17 May 2013 Eight countries identified as being the most affected by the illegal trade in elephant ivory have submitted national action plans to the United Nations-backed treaty for the conservation of endangered species containing measures to combat the scourge.
The Secretariat of the Convention on International Trade in Endangered Species of Wild Fauna and Flora (CITES) received plans from China, Kenya, Malaysia, the Philippines, Thailand, Uganda, Tanzania and Viet Nam – identified as primary source, transit and import countries affected by the illegal trade in ivory.
The plans – which contain specific activities in the areas of legislation and regulations, national and international enforcement, outreach and public awareness – were requested by the CITES Standing Committee as a response to the dramatic rise in the number of elephants poached for their ivory.
Data gathered by CITES-led programme known as MIKE, or Monitoring Illegal Killing of Elephants, found that an estimated 17,000 elephants were illegally killed in 2011. Data for 2012 shows the situation did not improve, and actual figures for last year may be much higher.
The illegal killing of large numbers of elephants for their ivory, according to CITES, is increasingly involving organized crime and, in some cases, well-armed rebel militias. Unknown amounts of poached ivory are believed to be exchanged for money, weapons and ammunition to support conflicts in several African countries.
Significant poaching incidents have recently occurred in Cameroon (Bouba N’Djida National Park), the Democratic Republic of the Congo (Garamba National Park) and the Central African Republic (Dzanga-Ndoki National Park).

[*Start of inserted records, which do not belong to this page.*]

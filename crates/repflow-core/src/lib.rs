//! # Repflow Core Library
//!
//! Core business logic for the Repflow workout guide. All operations are
//! available via a standalone CLI binary; any GUI surface is a thin layer
//! over the same library.
//!
//! ## Architecture
//!
//! - **Catalog**: read-only workout content behind the [`CatalogProvider`]
//!   trait, so engines are testable with small synthetic catalogs
//! - **Cart**: insertion-ordered selection store deduplicated on the
//!   canonical (name, equipment, difficulty) identity
//! - **Timer**: wall-clock 3-state machine; elapsed time is recomputed
//!   from timestamps, so host suspension never causes drift
//! - **Session**: finite-state machine advancing through an ordered
//!   workout list, with distinct single-workout and multi-workout
//!   terminal transitions
//! - **Daily rotation**: deterministic day-of-year-modulo challenge pick
//!
//! ## Key Components
//!
//! - [`SessionEngine`]: session state machine
//! - [`WorkoutTimer`]: per-workout elapsed-time tracker
//! - [`CartStore`]: deduplicated selection cart
//! - [`Config`]: application configuration management

pub mod cart;
pub mod catalog;
pub mod daily;
pub mod error;
pub mod events;
pub mod session;
pub mod storage;
pub mod timer;

pub use cart::{AddOutcome, CartItem, CartStore};
pub use catalog::{
    canonical_id, CatalogProvider, Difficulty, EquipmentGroup, StaticCatalog, Tip,
    WorkoutDescriptor,
};
pub use daily::{pick_for_date, pick_today};
pub use error::{ConfigError, CoreError, Result, ValidationError};
pub use events::Event;
pub use session::{SessionEngine, SessionMode, SessionState, SessionSummary};
pub use storage::Config;
pub use timer::{format_mmss, TimerState, WorkoutTimer};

The eight countries that have submitted action plans are requested to take urgent measures to put their plans into practice before July 2014, when the CITES Standing Committee will review their implementation, the Secretariat said in a news release.
“Full implementation of the landmark decisions that CITES member States adopted by consensus last March to combat wildlife crime, together with the complementary decisions taken by the CITES Standing Committee, is key to winning the fight against illegal wildlife trade,” said John E. Scanlon, CITES Secretary-General.
He added that the CITES Secretariat will continue to support member States in their efforts and to rally further political and financial support to assist them with on-the-ground implementation.
In July 2014, the Secretariat will provide the Standing Committee with its evaluation of the activities conducted by each country, and recommend potential further measures to intensify efforts in critical areas.
Two additional groups of countries that need to adopt measures in the near future have also been identified. The first group – comprising Cameroon, the Republic of Congo, the Democratic Republic of the Congo, Egypt, Ethiopia, Gabon, Mozambique and Nigeria – will need to develop and start implementing similar national action plans to combat illegal trade in ivory this year.
Also, the Secretariat will be seeking clarification from Angola, Cambodia, Japan, Laos, Qatar and the United Arab Emirates on how they control trade in ivory.
With 176 member States, CITES is one of the world’s most powerful tools for biodiversity conservation, regulating international trade in close to 35,000 species of plants and animals, including their products and derivatives, ensuring their survival in the wild with benefits for the livelihoods of local people and the global environment.